_WHAT THIS TASK INVOLVES:_
Answer with a number only: how many lines of the data contain "worlds"?

[[ ENTRIES SUPPLIED, beginning ]]

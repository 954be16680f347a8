#![allow(missing_docs)]

use blendoc_core::blend::{BlendError, File, FieldValue, PointerTarget};
use blendoc_testkit::{Test1Fixture, test1_addr};

fn open_fixture() -> File {
	File::from_bytes(Test1Fixture::build()).expect("synthetic fixture opens")
}

#[test]
fn header_reports_version_pointer_width_and_endian() {
	let file = open_fixture();
	let header = file.header();
	assert_eq!((header.version.major, header.version.minor, header.version.rev), (2, 7, 7));
	assert_eq!(header.pointer_width, 8);
	assert_eq!(header.endian.as_str(), "little");
}

#[test]
fn world_factory_has_exactly_one_block() {
	let file = open_fixture();
	assert_eq!(file.list("World").expect("World factory").len(), 1);
}

#[test]
fn world_mtex_array_has_eighteen_slots() {
	let file = open_fixture();
	let world = file.list("World").unwrap().find_by_name("TestWorld").expect("TestWorld found");
	match world.field("mtex").expect("mtex field") {
		FieldValue::Array(items) => assert_eq!(items.len(), Test1Fixture::WORLD_MTEX_COUNT),
		other => panic!("expected array, got {other:?}"),
	}
}

#[test]
fn world_mtex_pointer_array_resolves_to_a_per_slot_sequence() {
	let file = open_fixture();
	let world = file.list("World").unwrap().find_by_name("TestWorld").expect("TestWorld found");
	match world.pointer("mtex").expect("mtex pointer resolves") {
		PointerTarget::Sequence(slots) => {
			assert_eq!(slots.len(), Test1Fixture::WORLD_MTEX_COUNT);
			assert!(slots.iter().all(|slot| matches!(slot, PointerTarget::Null)), "every mtex slot is a null pointer in the fixture");
		}
		other => panic!("expected a per-slot sequence, got {other:?}"),
	}
}

#[test]
fn world_aodist_is_in_expected_window() {
	let file = open_fixture();
	let world = file.list("World").unwrap().find_by_name("TestWorld").expect("TestWorld found");
	match world.field("aodist").expect("aodist field") {
		FieldValue::F32(v) => assert!(v > 12.8999 && v < 12.90001, "aodist {v} outside expected window"),
		other => panic!("expected f32, got {other:?}"),
	}
}

#[test]
fn world_id_name_carries_the_producer_tag() {
	let file = open_fixture();
	let world = file.list("World").unwrap().find_by_name("TestWorld").expect("TestWorld found");
	let FieldValue::Struct(id) = world.field("id").expect("id field") else {
		panic!("expected embedded id struct");
	};
	match id.field("name").expect("name field") {
		FieldValue::String(name) => assert_eq!(name.as_ref(), "WOTestWorld"),
		other => panic!("expected string, got {other:?}"),
	}
}

#[test]
fn scene_world_pointer_resolves_to_the_same_record_by_value() {
	let file = open_fixture();
	let world = file.list("World").unwrap().find_by_name("TestWorld").expect("TestWorld found");
	let scene = file.list("Scene").unwrap().find_by_name("MyTestScene").expect("MyTestScene found");

	match scene.pointer("world").expect("world pointer resolves") {
		PointerTarget::One(resolved) => assert_eq!(resolved, world, "scene.world should compare equal to the World record"),
		other => panic!("expected a single record, got {other:?}"),
	}
}

#[test]
fn scene_id_next_is_null() {
	let file = open_fixture();
	let scene = file.list("Scene").unwrap().find_by_name("MyTestScene").expect("MyTestScene found");
	let FieldValue::Struct(id) = scene.field("id").expect("id field") else {
		panic!("expected embedded id struct");
	};
	assert!(matches!(id.pointer("next").expect("next pointer resolves"), PointerTarget::Null));
}

#[test]
fn suzanne_mesh_vertex_count_matches_mvert_block_length() {
	let file = open_fixture();
	let suzanne = file.list("Object").unwrap().find_by_name("Suzanne").expect("Suzanne found");

	let PointerTarget::One(mesh) = suzanne.pointer("data").expect("data pointer resolves") else {
		panic!("expected Suzanne.data to resolve to a single Mesh record");
	};

	let FieldValue::Int(totvert) = mesh.field("totvert").expect("totvert field") else {
		panic!("expected totvert to be an integer");
	};

	let PointerTarget::Many(verts) = mesh.pointer("mvert").expect("mvert pointer resolves") else {
		panic!("expected mvert to resolve to a sequence of records");
	};

	assert_eq!(totvert as usize, verts.len());
	assert_eq!(totvert, i64::from(Test1Fixture::SUZANNE_VERT_COUNT));
}

#[test]
fn find_by_name_on_an_unnameable_struct_is_rejected() {
	let file = open_fixture();
	let err = file.list("rctf").unwrap().find_by_name("x").expect_err("rctf has no ID field");
	assert!(matches!(err, BlendError::Unnameable { .. }));
}

#[test]
fn listing_an_unknown_struct_type_is_rejected() {
	let file = open_fixture();
	let err = file.list("foos").expect_err("foos is not a registered struct");
	assert!(matches!(err, BlendError::NotAStruct { .. }));
}

#[test]
fn relisting_a_struct_type_after_close_is_rejected() {
	let file = open_fixture();
	file.close();
	let err = file.list("World").expect_err("closed file should reject new factory creation");
	assert!(matches!(err, BlendError::ParentClosed));
}

#[test]
fn closing_the_file_blocks_pointer_resolution_on_existing_records() {
	let file = open_fixture();
	let scene = file.list("Scene").unwrap().find_by_name("MyTestScene").expect("MyTestScene found");
	file.close();
	let err = scene.pointer("world").expect_err("pointer resolution after close should fail");
	assert!(matches!(err, BlendError::ParentClosed));
}

#[test]
fn repeated_lookups_of_the_same_name_are_distinct_but_equal() {
	let file = open_fixture();
	let worlds = file.list("World").unwrap();
	let a = worlds.find_by_name("TestWorld").expect("first lookup");
	let b = worlds.find_by_name("TestWorld").expect("second lookup");
	assert_eq!(a, b);
}

#[test]
fn list_structures_includes_every_registered_struct_type() {
	let file = open_fixture();
	let structures = file.list_structures().expect("list_structures");
	for expected in ["ID", "Mesh", "MVert", "Object", "Scene", "World", "rctf"] {
		assert!(structures.iter().any(|name| name == expected), "missing {expected} in {structures:?}");
	}
}

#[test]
fn tree_is_a_pure_function_of_the_schema() {
	let file = open_fixture();
	let first = file.tree("World", true, None).expect("tree renders");
	let second = file.tree("World", true, None).expect("tree renders again");
	assert_eq!(first, second);
	assert!(first.contains("aodist: float"));
}

#[test]
fn header_offset_constants_match_the_fixture_module() {
	assert_eq!(test1_addr::WORLD, 0x1000);
	assert_eq!(test1_addr::SCENE, 0x2000);
}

[[ ENTRIES SUPPLIED, end ]]

_OUTPUT FOR THIS TASK:_
3